//! Album endpoints.

use axum::{
    extract::{Path, State},
    routing::post,
    Json, Router,
};
use serde::{Deserialize, Serialize};

use galerie_common::AppResult;
use galerie_core::FavoriteAction;

use crate::{extractors::AuthUser, middleware::AppState, response::ApiResponse};

/// Album creation request.
#[derive(Debug, Deserialize)]
pub struct CreateAlbumRequest {
    pub title: String,
}

/// Album creation response.
#[derive(Serialize)]
pub struct CreateAlbumResponse {
    pub title: String,
}

/// Create an empty album.
async fn create_album(
    AuthUser(user): AuthUser,
    State(state): State<AppState>,
    Json(req): Json<CreateAlbumRequest>,
) -> AppResult<ApiResponse<CreateAlbumResponse>> {
    let title = state.album_service.create(&user, &req.title).await?;
    Ok(ApiResponse::ok(CreateAlbumResponse { title }))
}

/// Favorite toggle response.
#[derive(Serialize)]
pub struct FavoriteResponse {
    pub action: FavoriteAction,
}

/// Flip an album's membership in the caller's favorites.
async fn toggle_favorite(
    AuthUser(user): AuthUser,
    State(state): State<AppState>,
    Path(title): Path<String>,
) -> AppResult<ApiResponse<FavoriteResponse>> {
    let action = state.album_service.toggle_favorite(&user, &title).await?;
    Ok(ApiResponse::ok(FavoriteResponse { action }))
}

pub fn router() -> Router<AppState> {
    Router::new()
        .route("/albums", post(create_album))
        .route("/albums/{title}/favorite", post(toggle_favorite))
}
//! Shared fixtures for service tests.
#![allow(clippy::unwrap_used)]

use std::path::Path;

use async_trait::async_trait;
use chrono::Utc;

use galerie_common::{AppError, AppResult};
use galerie_db::entities::{shared_access, user};

use super::MediaCodec;

pub fn user(id: &str, username: &str) -> user::Model {
    user::Model {
        id: id.to_string(),
        username: username.to_string(),
        username_lower: username.to_lowercase(),
        email: format!("{username}@example.com"),
        password_hash: "hashed".to_string(),
        token: Some(format!("token-{id}")),
        is_verified: true,
        created_at: Utc::now().into(),
    }
}

pub fn grant(
    owner_id: &str,
    grantee_id: &str,
    alias: &str,
    can_upload: bool,
    can_comment: bool,
) -> shared_access::Model {
    shared_access::Model {
        id: format!("grant-{owner_id}-{grantee_id}"),
        owner_id: owner_id.to_string(),
        grantee_id: grantee_id.to_string(),
        alias: alias.to_string(),
        can_upload,
        can_comment,
        created_at: Utc::now().into(),
    }
}

/// A valid PNG frame for thumbnail pipelines.
pub fn png_frame() -> Vec<u8> {
    let img = image::DynamicImage::new_rgb8(64, 48);
    let mut out = std::io::Cursor::new(Vec::new());
    img.write_to(&mut out, image::ImageFormat::Png).unwrap();
    out.into_inner()
}

/// Codec that converts by copying bytes and always produces a frame.
pub struct StubCodec;

#[async_trait]
impl MediaCodec for StubCodec {
    async fn heic_to_jpeg(&self, source: &Path, dest: &Path) -> AppResult<()> {
        tokio::fs::copy(source, dest)
            .await
            .map_err(|e| AppError::Codec(e.to_string()))?;
        Ok(())
    }

    async fn video_duration_secs(&self, _source: &Path) -> AppResult<f64> {
        Ok(10.0)
    }

    async fn extract_frame(&self, _source: &Path, _at_secs: f64) -> AppResult<Vec<u8>> {
        Ok(png_frame())
    }
}

/// Codec whose every operation fails.
pub struct FailingCodec;

#[async_trait]
impl MediaCodec for FailingCodec {
    async fn heic_to_jpeg(&self, _source: &Path, _dest: &Path) -> AppResult<()> {
        Err(AppError::Codec("decode failed".to_string()))
    }

    async fn video_duration_secs(&self, _source: &Path) -> AppResult<f64> {
        Err(AppError::Codec("probe failed".to_string()))
    }

    async fn extract_frame(&self, _source: &Path, _at_secs: f64) -> AppResult<Vec<u8>> {
        Err(AppError::Codec("extract failed".to_string()))
    }
}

☆ ☆ ☆ ☆

In your answer, repeat each line of the material word for word.

Solution for this problem
//! Album endpoints.

use axum::{
    extract::{Path, State},
    routing::post,
    Json, Router,
};
use serde::{Deserialize, Serialize};

use galerie_common::AppResult;
use galerie_core::FavoriteAction;

use crate::{extractors::AuthUser, middleware::AppState, response::ApiResponse};

/// Album creation request.
#[derive(Debug, Deserialize)]
pub struct CreateAlbumRequest {
    pub title: String,
}

/// Album creation response.
#[derive(Serialize)]
pub struct CreateAlbumResponse {
    pub title: String,
}

/// Create an empty album.
async fn create_album(
    AuthUser(user): AuthUser,
    State(state): State<AppState>,
    Json(req): Json<CreateAlbumRequest>,
) -> AppResult<ApiResponse<CreateAlbumResponse>> {
    let title = state.album_service.create(&user, &req.title).await?;
    Ok(ApiResponse::ok(CreateAlbumResponse { title }))
}

/// Favorite toggle response.
#[derive(Serialize)]
pub struct FavoriteResponse {
    pub action: FavoriteAction,
}

/// Flip an album's membership in the caller's favorites.
async fn toggle_favorite(
    AuthUser(user): AuthUser,
    State(state): State<AppState>,
    Path(title): Path<String>,
) -> AppResult<ApiResponse<FavoriteResponse>> {
    let action = state.album_service.toggle_favorite(&user, &title).await?;
    Ok(ApiResponse::ok(FavoriteResponse { action }))
}

pub fn router() -> Router<AppState> {
    Router::new()
        .route("/albums", post(create_album))
        .route("/albums/{title}/favorite", post(toggle_favorite))
}
//! Shared fixtures for service tests.
#![allow(clippy::unwrap_used)]

use std::path::Path;

use async_trait::async_trait;
use chrono::Utc;

use galerie_common::{AppError, AppResult};
use galerie_db::entities::{shared_access, user};

use super::MediaCodec;

pub fn user(id: &str, username: &str) -> user::Model {
    user::Model {
        id: id.to_string(),
        username: username.to_string(),
        username_lower: username.to_lowercase(),
        email: format!("{username}@example.com"),
        password_hash: "hashed".to_string(),
        token: Some(format!("token-{id}")),
        is_verified: true,
        created_at: Utc::now().into(),
    }
}

pub fn grant(
    owner_id: &str,
    grantee_id: &str,
    alias: &str,
    can_upload: bool,
    can_comment: bool,
) -> shared_access::Model {
    shared_access::Model {
        id: format!("grant-{owner_id}-{grantee_id}"),
        owner_id: owner_id.to_string(),
        grantee_id: grantee_id.to_string(),
        alias: alias.to_string(),
        can_upload,
        can_comment,
        created_at: Utc::now().into(),
    }
}

/// A valid PNG frame for thumbnail pipelines.
pub fn png_frame() -> Vec<u8> {
    let img = image::DynamicImage::new_rgb8(64, 48);
    let mut out = std::io::Cursor::new(Vec::new());
    img.write_to(&mut out, image::ImageFormat::Png).unwrap();
    out.into_inner()
}

/// Codec that converts by copying bytes and always produces a frame.
pub struct StubCodec;

#[async_trait]
impl MediaCodec for StubCodec {
    async fn heic_to_jpeg(&self, source: &Path, dest: &Path) -> AppResult<()> {
        tokio::fs::copy(source, dest)
            .await
            .map_err(|e| AppError::Codec(e.to_string()))?;
        Ok(())
    }

    async fn video_duration_secs(&self, _source: &Path) -> AppResult<f64> {
        Ok(10.0)
    }

    async fn extract_frame(&self, _source: &Path, _at_secs: f64) -> AppResult<Vec<u8>> {
        Ok(png_frame())
    }
}

/// Codec whose every operation fails.
pub struct FailingCodec;

#[async_trait]
impl MediaCodec for FailingCodec {
    async fn heic_to_jpeg(&self, _source: &Path, _dest: &Path) -> AppResult<()> {
        Err(AppError::Codec("decode failed".to_string()))
    }

    async fn video_duration_secs(&self, _source: &Path) -> AppResult<f64> {
        Err(AppError::Codec("probe failed".to_string()))
    }

    async fn extract_frame(&self, _source: &Path, _at_secs: f64) -> AppResult<Vec<u8>> {
        Err(AppError::Codec("extract failed".to_string()))
    }
}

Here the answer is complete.